Collected data entries —
'''
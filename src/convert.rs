//! Conversion workflow between packed saves and a [`SaveStore`].
//!
//! Export splits a packed save and writes each blob into the container
//! `<prefix><name>`, creating the container on first use and replacing blobs
//! that already exist. Import streams every blob of a container back out,
//! orders the parts numerically and decodes them.

use std::io::{self, Read};
use thiserror::Error;
use tracing::{debug, info};

use crate::error::SaveError;
use crate::parts::SaveParts;
use crate::save::SaveContainer;
use crate::store::SaveStore;

/// Container names for saves start with this prefix.
pub const DEFAULT_CONTAINER_PREFIX: &str = "Saves/";

/// Configuration for [`export_save`], [`import_save`] and [`list_saves`].
#[derive(Debug, Clone)]
pub struct ConvertOptions {
    pub container_prefix: String,
}

impl Default for ConvertOptions {
    fn default() -> Self {
        Self { container_prefix: DEFAULT_CONTAINER_PREFIX.to_owned() }
    }
}

impl ConvertOptions {
    pub fn container_name(&self, save_name: &str) -> String {
        format!("{}{}", self.container_prefix, save_name)
    }
}

#[derive(Error, Debug)]
pub enum ConvertError {
    #[error(transparent)]
    Save(#[from] SaveError),
    #[error("Storage error: {0}")]
    Io(#[from] io::Error),
    #[error("Container not found: {0}")]
    MissingContainer(String),
}

/// What [`export_save`] wrote.
#[derive(Debug, Clone, PartialEq, Eq)]
pub struct ExportSummary {
    pub container: String,
    pub added:     usize,
    pub updated:   usize,
}

/// Save names held by the store, with the prefix stripped, sorted.
pub fn list_saves<S: SaveStore + ?Sized>(store: &S, opts: &ConvertOptions) -> io::Result<Vec<String>> {
    let mut names: Vec<String> = store
        .container_names()?
        .into_iter()
        .filter_map(|n| n.strip_prefix(opts.container_prefix.as_str()).map(str::to_owned))
        .filter(|n| !n.is_empty())
        .collect();
    names.sort();
    Ok(names)
}

pub fn export_save<S: SaveStore + ?Sized>(
    store: &mut S,
    save_name: &str,
    save: &SaveContainer,
    opts: &ConvertOptions,
) -> Result<ExportSummary, ConvertError> {
    let split = save.encode_to_parts()?;
    let container_name = opts.container_name(save_name);

    if !store.contains(&container_name)? {
        info!(container = %container_name, "creating container");
        store.add_container(&container_name)?;
    }
    let mut container = store
        .container(&container_name)?
        .ok_or_else(|| ConvertError::MissingContainer(container_name.clone()))?;
    let existing = container.blob_names()?;

    let mut summary = ExportSummary { container: container_name.clone(), added: 0, updated: 0 };
    for (name, data) in split.files() {
        if existing.contains(&name) {
            container.update(&name, data)?;
            summary.updated += 1;
        } else {
            container.add(&name, data)?;
            summary.added += 1;
        }
        debug!(blob = %name, len = data.len(), "wrote blob");
    }
    info!(container = %container_name, added = summary.added, updated = summary.updated, "exported save");
    Ok(summary)
}

pub fn import_save<S: SaveStore + ?Sized>(
    store: &mut S,
    save_name: &str,
    opts: &ConvertOptions,
) -> Result<SaveContainer, ConvertError> {
    let container_name = opts.container_name(save_name);
    let container = store
        .container(&container_name)?
        .ok_or_else(|| ConvertError::MissingContainer(container_name.clone()))?;

    let mut entries = Vec::new();
    for name in container.blob_names()? {
        let mut data = Vec::new();
        container.open(&name)?.read_to_end(&mut data)?;
        entries.push((name, data));
    }
    let save = SaveParts::from_named(entries)?.decode()?;
    info!(container = %container_name, parts = save.part_count(), "imported save");
    Ok(save)
}

#[cfg(test)]
mod tests {
    use super::*;
    use crate::header::SaveHeader;
    use crate::store::MemoryStore;

    fn sample(fill: u8) -> SaveContainer {
        SaveContainer::new(SaveHeader::new(0x30, 0x10), vec![vec![fill; 7], vec![fill; 16], vec![fill; 1]])
    }

    #[test]
    fn export_then_import() {
        let mut store = MemoryStore::new();
        let opts = ConvertOptions::default();

        let summary = export_save(&mut store, "slot.sfs", &sample(1), &opts).unwrap();
        assert_eq!(summary, ExportSummary { container: "Saves/slot.sfs".into(), added: 4, updated: 0 });

        let summary = export_save(&mut store, "slot.sfs", &sample(2), &opts).unwrap();
        assert_eq!((summary.added, summary.updated), (0, 4));

        assert_eq!(import_save(&mut store, "slot.sfs", &opts).unwrap(), sample(2));
        assert_eq!(list_saves(&store, &opts).unwrap(), vec!["slot.sfs".to_owned()]);
    }

    #[test]
    fn import_missing_container() {
        let mut store = MemoryStore::new();
        let err = import_save(&mut store, "nope", &ConvertOptions::default()).unwrap_err();
        assert!(matches!(err, ConvertError::MissingContainer(n) if n == "Saves/nope"));
    }

    #[test]
    fn import_without_header_blob() {
        let mut store = MemoryStore::new();
        store.add_container("Saves/broken").unwrap();
        store.container("Saves/broken").unwrap().unwrap().add("P0P", b"x").unwrap();
        let err = import_save(&mut store, "broken", &ConvertOptions::default()).unwrap_err();
        assert!(matches!(err, ConvertError::Save(SaveError::MissingHeader)));
    }

    #[test]
    fn list_filters_on_prefix() {
        let mut store = MemoryStore::new();
        store.add_container("Saves/b").unwrap();
        store.add_container("Saves/a").unwrap();
        store.add_container("Settings").unwrap();
        store.add_container("Saves/").unwrap();
        assert_eq!(list_saves(&store, &ConvertOptions::default()).unwrap(), vec!["a", "b"]);

        let opts = ConvertOptions { container_prefix: String::new() };
        assert_eq!(list_saves(&store, &opts).unwrap().len(), 4);
    }
}
pub mod pad;
pub mod header;
pub mod error;
pub mod save;
pub mod parts;
pub mod store;
pub mod convert;

pub use header::{SaveHeader, HEADER_SIZE, MAGIC, VERSION};
pub use error::{SaveError, ErrorKind};
pub use save::{SaveContainer, Diagnostics};
pub use parts::{SaveParts, HEADER_FILE_NAME};
pub use store::{SaveStore, BlobContainer, DirStore, MemoryStore};
pub use convert::{ConvertOptions, ConvertError, export_save, import_save, list_saves};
'''
Exercise details —
What is needed is an exact transcription of every entry above.

The completed task —
filename src/convert.rs
//! Conversion workflow between packed saves and a [`SaveStore`].
//!
//! Export splits a packed save and writes each blob into the container
//! `<prefix><name>`, creating the container on first use and replacing blobs
//! that already exist. Import streams every blob of a container back out,
//! orders the parts numerically and decodes them.

use std::io::{self, Read};
use thiserror::Error;
use tracing::{debug, info};

use crate::error::SaveError;
use crate::parts::SaveParts;
use crate::save::SaveContainer;
use crate::store::SaveStore;

/// Container names for saves start with this prefix.
pub const DEFAULT_CONTAINER_PREFIX: &str = "Saves/";

/// Configuration for [`export_save`], [`import_save`] and [`list_saves`].
#[derive(Debug, Clone)]
pub struct ConvertOptions {
    pub container_prefix: String,
}

impl Default for ConvertOptions {
    fn default() -> Self {
        Self { container_prefix: DEFAULT_CONTAINER_PREFIX.to_owned() }
    }
}

impl ConvertOptions {
    pub fn container_name(&self, save_name: &str) -> String {
        format!("{}{}", self.container_prefix, save_name)
    }
}

#[derive(Error, Debug)]
pub enum ConvertError {
    #[error(transparent)]
    Save(#[from] SaveError),
    #[error("Storage error: {0}")]
    Io(#[from] io::Error),
    #[error("Container not found: {0}")]
    MissingContainer(String),
}

/// What [`export_save`] wrote.
#[derive(Debug, Clone, PartialEq, Eq)]
pub struct ExportSummary {
    pub container: String,
    pub added:     usize,
    pub updated:   usize,
}

/// Save names held by the store, with the prefix stripped, sorted.
pub fn list_saves<S: SaveStore + ?Sized>(store: &S, opts: &ConvertOptions) -> io::Result<Vec<String>> {
    let mut names: Vec<String> = store
        .container_names()?
        .into_iter()
        .filter_map(|n| n.strip_prefix(opts.container_prefix.as_str()).map(str::to_owned))
        .filter(|n| !n.is_empty())
        .collect();
    names.sort();
    Ok(names)
}

pub fn export_save<S: SaveStore + ?Sized>(
    store: &mut S,
    save_name: &str,
    save: &SaveContainer,
    opts: &ConvertOptions,
) -> Result<ExportSummary, ConvertError> {
    let split = save.encode_to_parts()?;
    let container_name = opts.container_name(save_name);

    if !store.contains(&container_name)? {
        info!(container = %container_name, "creating container");
        store.add_container(&container_name)?;
    }
    let mut container = store
        .container(&container_name)?
        .ok_or_else(|| ConvertError::MissingContainer(container_name.clone()))?;
    let existing = container.blob_names()?;

    let mut summary = ExportSummary { container: container_name.clone(), added: 0, updated: 0 };
    for (name, data) in split.files() {
        if existing.contains(&name) {
            container.update(&name, data)?;
            summary.updated += 1;
        } else {
            container.add(&name, data)?;
            summary.added += 1;
        }
        debug!(blob = %name, len = data.len(), "wrote blob");
    }
    info!(container = %container_name, added = summary.added, updated = summary.updated, "exported save");
    Ok(summary)
}

pub fn import_save<S: SaveStore + ?Sized>(
    store: &mut S,
    save_name: &str,
    opts: &ConvertOptions,
) -> Result<SaveContainer, ConvertError> {
    let container_name = opts.container_name(save_name);
    let container = store
        .container(&container_name)?
        .ok_or_else(|| ConvertError::MissingContainer(container_name.clone()))?;

    let mut entries = Vec::new();
    for name in container.blob_names()? {
        let mut data = Vec::new();
        container.open(&name)?.read_to_end(&mut data)?;
        entries.push((name, data));
    }
    let save = SaveParts::from_named(entries)?.decode()?;
    info!(container = %container_name, parts = save.part_count(), "imported save");
    Ok(save)
}

#[cfg(test)]
mod tests {
    use super::*;
    use crate::header::SaveHeader;
    use crate::store::MemoryStore;

    fn sample(fill: u8) -> SaveContainer {
        SaveContainer::new(SaveHeader::new(0x30, 0x10), vec![vec![fill; 7], vec![fill; 16], vec![fill; 1]])
    }

    #[test]
    fn export_then_import() {
        let mut store = MemoryStore::new();
        let opts = ConvertOptions::default();

        let summary = export_save(&mut store, "slot.sfs", &sample(1), &opts).unwrap();
        assert_eq!(summary, ExportSummary { container: "Saves/slot.sfs".into(), added: 4, updated: 0 });

        let summary = export_save(&mut store, "slot.sfs", &sample(2), &opts).unwrap();
        assert_eq!((summary.added, summary.updated), (0, 4));

        assert_eq!(import_save(&mut store, "slot.sfs", &opts).unwrap(), sample(2));
        assert_eq!(list_saves(&store, &opts).unwrap(), vec!["slot.sfs".to_owned()]);
    }

    #[test]
    fn import_missing_container() {
        let mut store = MemoryStore::new();
        let err = import_save(&mut store, "nope", &ConvertOptions::default()).unwrap_err();
        assert!(matches!(err, ConvertError::MissingContainer(n) if n == "Saves/nope"));
    }

    #[test]
    fn import_without_header_blob() {
        let mut store = MemoryStore::new();
        store.add_container("Saves/broken").unwrap();
        store.container("Saves/broken").unwrap().unwrap().add("P0P", b"x").unwrap();
        let err = import_save(&mut store, "broken", &ConvertOptions::default()).unwrap_err();
        assert!(matches!(err, ConvertError::Save(SaveError::MissingHeader)));
    }

    #[test]
    fn list_filters_on_prefix() {
        let mut store = MemoryStore::new();
        store.add_container("Saves/b").unwrap();
        store.add_container("Saves/a").unwrap();
        store.add_container("Settings").unwrap();
        store.add_container("Saves/").unwrap();
        assert_eq!(list_saves(&store, &ConvertOptions::default()).unwrap(), vec!["a", "b"]);

        let opts = ConvertOptions { container_prefix: String::new() };
        assert_eq!(list_saves(&store, &opts).unwrap().len(), 4);
    }
}
pub mod pad;
pub mod header;
pub mod error;
pub mod save;
pub mod parts;
pub mod store;
pub mod convert;

pub use header::{SaveHeader, HEADER_SIZE, MAGIC, VERSION};
pub use error::{SaveError, ErrorKind};
pub use save::{SaveContainer, Diagnostics};
pub use parts::{SaveParts, HEADER_FILE_NAME};
pub use store::{SaveStore, BlobContainer, DirStore, MemoryStore};
pub use convert::{ConvertOptions, ConvertError, export_save, import_save, list_saves};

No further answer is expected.